What if you don’t want to fill out the forms?

“You don’t have to,” says Dr. Robert Shmerling, a rheumatologist and senior faculty editor at Harvard Health Publishing. “But the response from the practice might be, ‘How can we provide the best care if you don’t provide the information?’ And if you persist, you run the risk of marking yourself — unfairly, perhaps — as uncooperative.”

What are the most important details in your medical history?

The most important details of your medical history include

  • chronic or new symptoms and conditions
  • past surgeries
  • family medical history
  • insurance information
  • current prescription and over-the counter medicines, supplements, vitamins, and any herbal remedies or complementary medicines you use
  • medication allergies
  • vaccination history
  • any screening tests you’ve had, so they won’t be prescribed unnecessarily
  • any metal implants you have, which could affect screenings.

If you don’t know all of the details, try to get them from a previous doctor or hospital you’ve visited.

“In some cases, not having the information could be a problem. For example, I need to know if my patients have had certain vaccines or if they have medication allergies,” says Dr. Suzanne Salamon, associate chief of gerontology at Harvard-affiliated Beth Israel Deaconess Medical Center.

Which information might be less important?

Sometimes, leaving out certain details might not matter, depending on the purpose of your health visit. For example, your eye doctor doesn’t need to know that you broke your wrist when you were 18, had the flu last year, or had three C-sections. But they should know which medicines and supplements you take, and whether you have certain health conditions such as diabetes or high blood pressure.

Not sure what to leave in or out of your history? Dr. Salamon suggests that you at least focus on the big stuff: chronic symptoms and conditions that need ongoing treatment, medications and supplements you’re taking, and your family medical history.

“If you can, bring a copy of your medical history to all new doctor appointments.

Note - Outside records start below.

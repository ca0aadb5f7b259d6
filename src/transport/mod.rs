//! Byte channels an emitter can run over.
//!
//! - [`memory`]: in-process pair, for tests and same-process wiring
//! - [`stream`]: length-prefixed frames over any async byte stream
//! - [`unix`]: Unix domain sockets (unix only)
//! - [`process`]: a parent and its child over the child's stdio

use async_trait::async_trait;
use bytes::Bytes;
use std::fmt::Debug;
use std::sync::Arc;

use crate::error::{SendPrimitive, TransportResult};

pub mod memory;
pub mod process;
pub mod stream;
#[cfg(unix)]
pub mod unix;

/// One end of a bidirectional, ordered payload channel.
///
/// A successful `send` is the acknowledgement the emitter waits for, so an
/// implementation should only return once the payload has left its hands.
#[async_trait]
pub trait Transport: Send + Sync + Debug {
    async fn send(&self, data: &[u8]) -> TransportResult<()>;

    /// Next payload from the peer, in the order the peer sent them. An error
    /// means the channel is unusable from now on.
    async fn recv(&self) -> TransportResult<Bytes>;

    fn is_connected(&self) -> bool;

    async fn close(&self) -> TransportResult<()>;

    fn stats(&self) -> Option<TransportStats> {
        None
    }

    /// Identifier used in logs and error messages.
    fn name(&self) -> &str {
        "unknown"
    }

    /// Which step a completed `send` stands for; shown in timeout errors.
    fn send_primitive(&self) -> SendPrimitive {
        SendPrimitive::Send
    }
}

/// Payload counters kept by the bundled transports.
#[derive(Debug, Clone, Default, PartialEq, Eq)]
pub struct TransportStats {
    pub messages_sent: u64,
    pub messages_received: u64,
    pub bytes_sent: u64,
    pub bytes_received: u64,
    pub send_errors: u64,
    pub recv_errors: u64,
}

impl TransportStats {
    pub fn new() -> Self {
        Self::default()
    }

    /// Count one send attempt of `bytes` on the wire.
    pub fn record_send<T>(&mut self, result: &TransportResult<T>, bytes: usize) {
        match result {
            Ok(_) => {
                self.messages_sent += 1;
                self.bytes_sent += bytes as u64;
            }
            Err(_) => self.send_errors += 1,
        }
    }

    /// Count one receive attempt; `bytes` is what the payload took on the wire.
    pub fn record_recv<T>(&mut self, result: &TransportResult<T>, bytes: usize) {
        match result {
            Ok(_) => {
                self.messages_received += 1;
                self.bytes_received += bytes as u64;
            }
            Err(_) => self.recv_errors += 1,
        }
    }
}

impl std::fmt::Display for TransportStats {
    fn fmt(&self, f: &mut std::fmt::Formatter<'_>) -> std::fmt::Result {
        write!(
            f,
            "sent {} ({} bytes, {} errors), received {} ({} bytes, {} errors)",
            self.messages_sent,
            self.bytes_sent,
            self.send_errors,
            self.messages_received,
            self.bytes_received,
            self.recv_errors
        )
    }
}

/// Lets a caller keep a handle on a transport it gave to an emitter.
#[async_trait]
impl<T: Transport + ?Sized> Transport for Arc<T> {
    async fn send(&self, data: &[u8]) -> TransportResult<()> {
        T::send(self, data).await
    }

    async fn recv(&self) -> TransportResult<Bytes> {
        T::recv(self).await
    }

    fn is_connected(&self) -> bool {
        T::is_connected(self)
    }

    async fn close(&self) -> TransportResult<()> {
        T::close(self).await
    }

    fn stats(&self) -> Option<TransportStats> {
        T::stats(self)
    }

    fn name(&self) -> &str {
        T::name(self)
    }

    fn send_primitive(&self) -> SendPrimitive {
        T::send_primitive(self)
    }
}

#[cfg(test)]
mod tests {
    use super::*;
    use crate::error::TransportError;

    #[test]
    fn test_stats_recording() {
        let mut stats = TransportStats::new();
        stats.record_send(&Ok(()), 10);
        stats.record_send::<()>(&Err(TransportError::NotConnected), 10);
        stats.record_recv(&Ok(()), 4);

        assert_eq!(stats.messages_sent, 1);
        assert_eq!(stats.bytes_sent, 10);
        assert_eq!(stats.send_errors, 1);
        assert_eq!(stats.messages_received, 1);
        assert_eq!(
            stats.to_string(),
            "sent 1 (10 bytes, 1 errors), received 1 (4 bytes, 0 errors)"
        );
    }
}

It could be written or printed from your patient portal or kept handy on a digital health app. That way, you’ll have it handy if you need to fill out medical forms or if the physician asks you questions about your medical history during an appointment,” Dr. Salamon advises.

How secure is the information you’re providing?

We trust health care professionals with our lives and our most private information, including our social security numbers (SSNs). SSNs are used to double-check your identity to avoid medical errors, and to make sure your insurance information is accurate and practices get paid.

Is it really safe to hand over the information? It’s supposed to be. A federal law called the Health Insurance Portability and Accountability Act (HIPAA) protects your health information with very strict rules about who can access it and how it can be shared.

“Medical practices take this very seriously,” Dr. Shmerling says. “They have lots of safeguards around personal health information, and routinely warn medical staff about not looking at or sharing information inappropriately — with the threat of being fired immediately if they do. Electronic health records usually track those who look at our information, so it’s often not hard to enforce this.”

But no hospital or other entity can guarantee that your information is protected. That’s true of all information, especially with the constant threat of cyberattacks.

“So if you feel strongly about it, you can try saying that you’d rather not provide certain information and ask whether the practice can explain why it’s necessary,” Dr. Shmerling says. “It takes a certain amount of trust in the system that personal health information will be kept private, even though that may feel like taking a leap of faith.”